• What you will do: What you return must match the records exactly.

(Excerpts from a dataset)

use crazyradio::{Crazyradio, SharedCrazyradio};
use std::collections::VecDeque;
use std::time::Duration;

use crate::error::{Error, Result};

/// # Crazyflie bootloader link
///
/// The bootloader link is very similar to the Crazyflie link over ESB except
/// that it is based on a very early iteration and does not implement safelink.
///
/// As such the link requires some special handling in order to work properly,
/// hence this implementation is kept separate from crazyflie-link. The link is
/// half-duplex, only sending or receiving at any one time, and responses ride
/// on the acknowledgement payload of a later uplink packet.
///
/// The protocol engine consumes the link through the [`Link`] and
/// [`LinkFactory`] traits so that it can be exercised against a scripted
/// device in tests and against other transports.
pub trait Link {
    /// Send one command packet, waiting for the transport acknowledgement
    fn send(&mut self, packet: &[u8]) -> impl Future<Output = Result<()>>;

    /// Receive one packet, waiting at most `timeout`
    ///
    /// Returns `Ok(None)` when no packet arrived within the timeout. Packet
    /// boundaries are preserved: one call yields at most one packet.
    fn receive(&mut self, timeout: Duration) -> impl Future<Output = Result<Option<Vec<u8>>>>;

    /// Release the transport
    fn close(&mut self) -> impl Future<Output = ()>;
}

/// Factory opening [`Link`]s from a URI, plus the bootloader scan facility
///
/// The upgrade session opens and closes links several times during a warm
/// upgrade, so link construction is a capability of its own rather than a
/// one-shot constructor.
pub trait LinkFactory {
    /// Concrete link type produced by this factory
    type Link: Link;

    /// Passive discovery of a device already in bootloader mode
    ///
    /// Returns the URI of the first responding bootloader, or `None` if
    /// nothing answered.
    fn scan(&mut self) -> impl Future<Output = Result<Option<String>>>;

    /// Open a link to the given URI
    fn open(&mut self, uri: &str) -> impl Future<Output = Result<Self::Link>>;
}

const DEFAULT_ADDRESS: [u8; 5] = [0xE7, 0xE7, 0xE7, 0xE7, 0xE7];
const BOOTLOADER_CHANNEL: u8 = 0; // Bootloader channel
const MAX_RETRIES: usize = 10; // Maximum number of retries for packet transmission
const SEND_TIMEOUT: Duration = Duration::from_millis(1000);

/// URI of the radio bootloader with its fixed channel and address
pub const BOOTLOADER_URI: &str = "radio://0/0/2M/E7E7E7E7E7";

/// Crazyradio implementation of the bootloader [`Link`]
pub struct RadioLink {
    radio: SharedCrazyradio,
    address: [u8; 5],
    channel: crazyradio::Channel,
    // Response payloads that arrived on the ack of an earlier send
    rx: VecDeque<Vec<u8>>,
}

impl RadioLink {
    fn new(radio: SharedCrazyradio, channel: u8, address: [u8; 5]) -> Result<Self> {
        let channel = crazyradio::Channel::from_number(channel)
            .map_err(|e| Error::Link(format!("invalid channel: {}", e)))?;
        Ok(RadioLink {
            radio,
            address,
            channel,
            rx: VecDeque::new(),
        })
    }

    async fn send_raw(&mut self, data: &[u8]) -> Result<(bool, Vec<u8>)> {
        let (ack, payload) = self
            .radio
            .send_packet_async(self.channel, self.address, data.to_vec())
            .await
            .map_err(|e| Error::Link(format!("radio error during send: {}", e)))?;
        Ok((ack.received, payload))
    }
}

impl Link for RadioLink {
    async fn send(&mut self, packet: &[u8]) -> Result<()> {
        for attempt in 0..MAX_RETRIES {
            let start_time = std::time::Instant::now();
            while start_time.elapsed() < SEND_TIMEOUT {
                let (acked, payload) = self.send_raw(packet).await?;
                if acked {
                    if !payload.is_empty() {
                        self.rx.push_back(payload);
                    }
                    return Ok(());
                }
                tokio::time::sleep(Duration::from_millis(1)).await;
            }
            tracing::debug!(attempt, "no ACK within {:?}, retrying", SEND_TIMEOUT);
        }
        Err(Error::Link(format!(
            "failed to send packet after {} attempts",
            MAX_RETRIES
        )))
    }

    async fn receive(&mut self, timeout: Duration) -> Result<Option<Vec<u8>>> {
        if let Some(packet) = self.rx.pop_front() {
            return Ok(Some(packet));
        }

        // Poll with a null packet, the response rides on the ack payload
        let start_time = std::time::Instant::now();
        while start_time.elapsed() < timeout {
            let (acked, payload) = self.send_raw(&[0xFF]).await?;
            if acked && !payload.is_empty() {
                return Ok(Some(payload));
            }
            tokio::time::sleep(Duration::from_millis(1)).await;
        }
        Ok(None)
    }

    async fn close(&mut self) {
        self.rx.clear();
    }
}

/// [`LinkFactory`] opening Crazyradio links
///
/// Each open claims the first Crazyradio dongle found on USB. The scan sends
/// a null packet on the fixed bootloader channel and reports the bootloader
/// URI when the packet is acknowledged.
#[derive(Default)]
pub struct RadioLinkFactory;

impl LinkFactory for RadioLinkFactory {
    type Link = RadioLink;

    async fn scan(&mut self) -> Result<Option<String>> {
        let mut link = self.open(BOOTLOADER_URI).await?;
        let (acked, _) = link.send_raw(&[0xFF]).await?;
        if acked {
            Ok(Some(BOOTLOADER_URI.to_string()))
        } else {
            Ok(None)
        }
    }

    async fn open(&mut self, uri: &str) -> Result<RadioLink> {
        let (channel, address) = parse_radio_uri(uri)?;
        let radio = Crazyradio::open_first_async()
            .await
            .map_err(|e| Error::Link(format!("cannot open Crazyradio: {}", e)))?;
        let radio = SharedCrazyradio::new(radio);
        RadioLink::new(radio, channel, address)
    }
}

// Accepts radio://<devid>/<channel>[/<rate>[/<address>]]
fn parse_radio_uri(uri: &str) -> Result<(u8, [u8; 5])> {
    let rest = uri
        .strip_prefix("radio://")
        .ok_or_else(|| Error::Link(format!("not a radio URI: {}", uri)))?;
    let mut parts = rest.split('/');

    let _devid = parts.next();
    let channel = match parts.next() {
        Some(c) => c
            .parse::<u8>()
            .map_err(|_| Error::Link(format!("invalid channel in URI: {}", uri)))?,
        None => BOOTLOADER_CHANNEL,
    };
    let _rate = parts.next();
    let address = match parts.next() {
        Some(a) => {
            if a.len() != 10 || !a.bytes().all(|b| b.is_ascii_hexdigit()) {
                return Err(Error::Link(format!("invalid address in URI: {}", uri)));
            }
            let mut address = [0u8; 5];
            for (i, byte) in address.iter_mut().enumerate() {
                *byte = u8::from_str_radix(&a[i * 2..i * 2 + 2], 16)
                    .map_err(|_| Error::Link(format!("invalid address in URI: {}", uri)))?;
            }
            address
        }
        None => DEFAULT_ADDRESS,
    };

    Ok((channel, address))
}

• Answer space:
use crazyradio::{Crazyradio, SharedCrazyradio};
use std::collections::VecDeque;
use std::time::Duration;

use crate::error::{Error, Result};

/// # Crazyflie bootloader link
///
/// The bootloader link is very similar to the Crazyflie link over ESB except
/// that it is based on a very early iteration and does not implement safelink.
///
/// As such the link requires some special handling in order to work properly,
/// hence this implementation is kept separate from crazyflie-link. The link is
/// half-duplex, only sending or receiving at any one time, and responses ride
/// on the acknowledgement payload of a later uplink packet.
///
/// The protocol engine consumes the link through the [`Link`] and
/// [`LinkFactory`] traits so that it can be exercised against a scripted
/// device in tests and against other transports.
pub trait Link {
    /// Send one command packet, waiting for the transport acknowledgement
    fn send(&mut self, packet: &[u8]) -> impl Future<Output = Result<()>>;

    /// Receive one packet, waiting at most `timeout`
    ///
    /// Returns `Ok(None)` when no packet arrived within the timeout. Packet
    /// boundaries are preserved: one call yields at most one packet.
    fn receive(&mut self, timeout: Duration) -> impl Future<Output = Result<Option<Vec<u8>>>>;

    /// Release the transport
    fn close(&mut self) -> impl Future<Output = ()>;
}

/// Factory opening [`Link`]s from a URI, plus the bootloader scan facility
///
/// The upgrade session opens and closes links several times during a warm
/// upgrade, so link construction is a capability of its own rather than a
/// one-shot constructor.
pub trait LinkFactory {
    /// Concrete link type produced by this factory
    type Link: Link;

    /// Passive discovery of a device already in bootloader mode
    ///
    /// Returns the URI of the first responding bootloader, or `None` if
    /// nothing answered.
    fn scan(&mut self) -> impl Future<Output = Result<Option<String>>>;

    /// Open a link to the given URI
    fn open(&mut self, uri: &str) -> impl Future<Output = Result<Self::Link>>;
}

const DEFAULT_ADDRESS: [u8; 5] = [0xE7, 0xE7, 0xE7, 0xE7, 0xE7];
const BOOTLOADER_CHANNEL: u8 = 0; // Bootloader channel
const MAX_RETRIES: usize = 10; // Maximum number of retries for packet transmission
const SEND_TIMEOUT: Duration = Duration::from_millis(1000);

/// URI of the radio bootloader with its fixed channel and address
pub const BOOTLOADER_URI: &str = "radio://0/0/2M/E7E7E7E7E7";

/// Crazyradio implementation of the bootloader [`Link`]
pub struct RadioLink {
    radio: SharedCrazyradio,
    address: [u8; 5],
    channel: crazyradio::Channel,
    // Response payloads that arrived on the ack of an earlier send
    rx: VecDeque<Vec<u8>>,
}

impl RadioLink {
    fn new(radio: SharedCrazyradio, channel: u8, address: [u8; 5]) -> Result<Self> {
        let channel = crazyradio::Channel::from_number(channel)
            .map_err(|e| Error::Link(format!("invalid channel: {}", e)))?;
        Ok(RadioLink {
            radio,
            address,
            channel,
            rx: VecDeque::new(),
        })
    }

    async fn send_raw(&mut self, data: &[u8]) -> Result<(bool, Vec<u8>)> {
        let (ack, payload) = self
            .radio
            .send_packet_async(self.channel, self.address, data.to_vec())
            .await
            .map_err(|e| Error::Link(format!("radio error during send: {}", e)))?;
        Ok((ack.received, payload))
    }
}

impl Link for RadioLink {
    async fn send(&mut self, packet: &[u8]) -> Result<()> {
        for attempt in 0..MAX_RETRIES {
            let start_time = std::time::Instant::now();
            while start_time.elapsed() < SEND_TIMEOUT {
                let (acked, payload) = self.send_raw(packet).await?;
                if acked {
                    if !payload.is_empty() {
                        self.rx.push_back(payload);
                    }
                    return Ok(());
                }
                tokio::time::sleep(Duration::from_millis(1)).await;
            }
            tracing::debug!(attempt, "no ACK within {:?}, retrying", SEND_TIMEOUT);
        }
        Err(Error::Link(format!(
            "failed to send packet after {} attempts",
            MAX_RETRIES
        )))
    }

    async fn receive(&mut self, timeout: Duration) -> Result<Option<Vec<u8>>> {
        if let Some(packet) = self.rx.pop_front() {
            return Ok(Some(packet));
        }

        // Poll with a null packet, the response rides on the ack payload
        let start_time = std::time::Instant::now();
        while start_time.elapsed() < timeout {
            let (acked, payload) = self.send_raw(&[0xFF]).await?;
            if acked && !payload.is_empty() {
                return Ok(Some(payload));
            }
            tokio::time::sleep(Duration::from_millis(1)).await;
        }
        Ok(None)
    }

    async fn close(&mut self) {
        self.rx.clear();
    }
}

/// [`LinkFactory`] opening Crazyradio links
///
/// Each open claims the first Crazyradio dongle found on USB. The scan sends
/// a null packet on the fixed bootloader channel and reports the bootloader
/// URI when the packet is acknowledged.
#[derive(Default)]
pub struct RadioLinkFactory;

impl LinkFactory for RadioLinkFactory {
    type Link = RadioLink;

    async fn scan(&mut self) -> Result<Option<String>> {
        let mut link = self.open(BOOTLOADER_URI).await?;
        let (acked, _) = link.send_raw(&[0xFF]).await?;
        if acked {
            Ok(Some(BOOTLOADER_URI.to_string()))
        } else {
            Ok(None)
        }
    }

    async fn open(&mut self, uri: &str) -> Result<RadioLink> {
        let (channel, address) = parse_radio_uri(uri)?;
        let radio = Crazyradio::open_first_async()
            .await
            .map_err(|e| Error::Link(format!("cannot open Crazyradio: {}", e)))?;
        let radio = SharedCrazyradio::new(radio);
        RadioLink::new(radio, channel, address)
    }
}

// Accepts radio://<devid>/<channel>[/<rate>[/<address>]]
fn parse_radio_uri(uri: &str) -> Result<(u8, [u8; 5])> {
    let rest = uri
        .strip_prefix("radio://")
        .ok_or_else(|| Error::Link(format!("not a radio URI: {}", uri)))?;
    let mut parts = rest.split('/');

    let _devid = parts.next();
    let channel = match parts.next() {
        Some(c) => c
            .parse::<u8>()
            .map_err(|_| Error::Link(format!("invalid channel in URI: {}", uri)))?,
        None => BOOTLOADER_CHANNEL,
    };
    let _rate = parts.next();
    let address = match parts.next() {
        Some(a) => {
            if a.len() != 10 || !a.bytes().all(|b| b.is_ascii_hexdigit()) {
                return Err(Error::Link(format!("invalid address in URI: {}", uri)));
            }
            let mut address = [0u8; 5];
            for (i, byte) in address.iter_mut().enumerate() {
                *byte = u8::from_str_radix(&a[i * 2..i * 2 + 2], 16)
                    .map_err(|_| Error::Link(format!("invalid address in URI: {}", uri)))?;
            }
            address
        }
        None => DEFAULT_ADDRESS,
    };

    Ok((channel, address))
}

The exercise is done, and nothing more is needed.